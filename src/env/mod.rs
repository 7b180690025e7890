//! Episode engine and state management.

extern crate alloc;

use alloc::vec;
use alloc::vec::Vec;

use rand::{Rng, SeedableRng};
use rand_chacha::ChaCha8Rng;
use tracing::debug;

use crate::card::{Rank, count_weight};
use crate::error::{ConfigError, DrawError, StepError};
use crate::hand::{DealerHand, Hand};
use crate::options::EnvOptions;
use crate::result::EpisodeResult;
use crate::source::CardSource;
use crate::space::{self, Discrete};

mod actions;
mod dealer;
pub mod state;

pub use state::{Action, CountObservation, EpisodeState, Info, Observation, Step};

/// Cards dealt to each side at the start of an episode.
const INITIAL_CARDS: usize = 2;

/// A single-player blackjack environment.
///
/// The environment owns the player's and dealer's hands, the card source, and
/// the random number generator. Drive it with [`reset`](Self::reset) to deal
/// an episode and [`step`](Self::step) to act until the step reports `done`.
///
/// ```
/// use bjenv::{BlackjackEnv, EnvOptions};
///
/// let mut env = BlackjackEnv::new(EnvOptions::hit_stand(), 7).unwrap();
/// let observation = env.reset().unwrap();
/// assert!(observation.player_total >= 4);
///
/// let step = env.step(0).unwrap();
/// assert!(step.done);
/// ```
#[derive(Debug, Clone)]
pub struct BlackjackEnv<R = ChaCha8Rng> {
    /// Environment options.
    options: EnvOptions,
    /// The player's hand.
    pub player: Hand,
    /// The dealer's hand.
    pub dealer: DealerHand,
    /// Where cards are drawn from.
    pub source: CardSource,
    /// Current episode state.
    state: EpisodeState,
    /// Result of the last finished episode.
    result: Option<EpisodeResult>,
    /// Random number generator.
    rng: R,
}

impl BlackjackEnv<ChaCha8Rng> {
    /// Creates a new environment with the given seed.
    ///
    /// No cards are dealt until [`reset`](Self::reset) is called.
    ///
    /// # Errors
    ///
    /// Returns an error if the options are inconsistent.
    pub fn new(options: EnvOptions, seed: u64) -> Result<Self, ConfigError> {
        Self::with_rng(options, ChaCha8Rng::seed_from_u64(seed))
    }
}

impl<R: Rng + SeedableRng> BlackjackEnv<R> {
    /// Replaces the random number generator.
    ///
    /// With `None`, a fresh seed is drawn from the current generator. Returns
    /// the seed that was used.
    pub fn seed(&mut self, seed: Option<u64>) -> Vec<u64> {
        let seed = seed.unwrap_or_else(|| self.rng.next_u64());
        self.rng = R::seed_from_u64(seed);
        vec![seed]
    }
}

impl<R: Rng> BlackjackEnv<R> {
    /// Creates a new environment around an existing random number generator.
    ///
    /// # Errors
    ///
    /// Returns an error if card counting is requested without a shoe, or if
    /// a shoe's reshuffle threshold is too low to cover the initial deal.
    pub fn with_rng(options: EnvOptions, rng: R) -> Result<Self, ConfigError> {
        if options.card_counting && !options.shoe {
            return Err(ConfigError::CountingRequiresShoe);
        }
        if options.shoe && options.reshuffle_threshold < INITIAL_CARDS * 2 {
            return Err(ConfigError::ThresholdTooLow(options.reshuffle_threshold));
        }

        let source = if options.shoe {
            CardSource::shoe()
        } else {
            CardSource::infinite()
        };

        Ok(Self {
            options,
            player: Hand::new(),
            dealer: DealerHand::new(),
            source,
            state: EpisodeState::NotStarted,
            result: None,
            rng,
        })
    }

    /// Returns the environment options.
    #[must_use]
    pub const fn options(&self) -> &EnvOptions {
        &self.options
    }

    /// Returns the current episode state.
    #[must_use]
    pub const fn state(&self) -> EpisodeState {
        self.state
    }

    /// Returns whether the current episode has ended.
    #[must_use]
    pub fn is_done(&self) -> bool {
        self.state == EpisodeState::Done
    }

    /// Returns the result of the current episode, once it has ended.
    #[must_use]
    pub const fn result(&self) -> Option<EpisodeResult> {
        self.result
    }

    /// Returns the action space.
    #[must_use]
    pub const fn action_space(&self) -> Discrete {
        Discrete::new(self.options.action_count())
    }

    /// Returns the per-field observation space.
    #[must_use]
    pub fn observation_space(&self) -> Vec<Discrete> {
        space::observation_space(self.options.card_counting)
    }

    /// Queues cards to be dealt before any random draw.
    ///
    /// With a shoe, each stacked card is removed from the shoe when dealt.
    pub fn stack_cards(&mut self, cards: &[Rank]) {
        self.source.stack(cards);
    }

    /// Starts a new episode and returns the initial observation.
    ///
    /// A shoe that has fallen below the reshuffle threshold is restored
    /// before dealing.
    ///
    /// # Errors
    ///
    /// Returns an error if a card cannot be drawn.
    pub fn reset(&mut self) -> Result<Observation, DrawError> {
        self.player.clear();
        self.dealer.clear();
        self.result = None;
        self.state = EpisodeState::NotStarted;

        if self.options.shoe {
            if self
                .source
                .check_and_reshuffle(self.options.reshuffle_threshold)
            {
                debug!("shoe restored before dealing");
            }
            for _ in 0..INITIAL_CARDS {
                let card = self.draw()?;
                self.dealer.add_card(card);
                let card = self.draw()?;
                self.player.add_card(card);
            }
        } else {
            for _ in 0..INITIAL_CARDS {
                let card = self.draw()?;
                self.dealer.add_card(card);
            }
            for _ in 0..INITIAL_CARDS {
                let card = self.draw()?;
                self.player.add_card(card);
            }
        }

        self.state = EpisodeState::InProgress;
        debug!(
            player = ?self.player.cards(),
            up_card = ?self.dealer.up_card(),
            "dealt new episode"
        );

        Ok(self.observation())
    }

    /// Applies an action and advances the episode by one turn.
    ///
    /// # Errors
    ///
    /// Returns an error if the action is outside the action space, no
    /// episode is in progress, or a card cannot be drawn. A draw failure ends
    /// the episode.
    pub fn step(&mut self, action: usize) -> Result<Step, StepError> {
        let action = Action::from_index(action, self.options.action_count())?;

        match self.state {
            EpisodeState::NotStarted => return Err(StepError::NotStarted),
            EpisodeState::Done => return Err(StepError::EpisodeOver),
            EpisodeState::InProgress => {}
        }

        let finished = match action {
            Action::Hit => self.hit(),
            Action::Stand => self.stand(),
            Action::Double => self.double_down(),
        };

        let finished = match finished {
            Ok(finished) => finished,
            Err(err) => {
                self.state = EpisodeState::Done;
                return Err(err.into());
            }
        };

        let reward = finished.map_or(0.0, |result| result.reward());
        if let Some(result) = finished {
            self.state = EpisodeState::Done;
            self.result = Some(result);
            debug!(?action, ?result, reward, "episode finished");
        }

        Ok(Step {
            observation: self.observation(),
            reward,
            done: finished.is_some(),
            info: Info::default(),
        })
    }

    /// Builds the observation for the current hands.
    ///
    /// While the dealer's hole card is hidden, the count value excludes it:
    /// its counting weight is added back on top of the shoe's deck value.
    #[must_use]
    pub fn observation(&self) -> Observation {
        let count = if self.options.card_counting {
            self.source.as_shoe().map(|shoe| {
                let unknown_dealer = !self.dealer.is_hole_revealed();
                let value = shoe.deck_value()
                    + self
                        .dealer
                        .hole_card()
                        .filter(|_| unknown_dealer)
                        .map_or(0, count_weight);
                CountObservation {
                    value,
                    unknown_dealer,
                }
            })
        } else {
            None
        };

        Observation {
            player_total: self.player.value(),
            dealer_up_card: self.dealer.up_card().unwrap_or(0),
            usable_ace: self.player.has_usable_ace(),
            count,
        }
    }

    /// Draws a card from the source.
    fn draw(&mut self) -> Result<Rank, DrawError> {
        self.source.draw(&mut self.rng)
    }
}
================================
__Problem description__
How many lines in the data above contain the string "Rank"? Reply with only the number.

__Response to this exercise__
3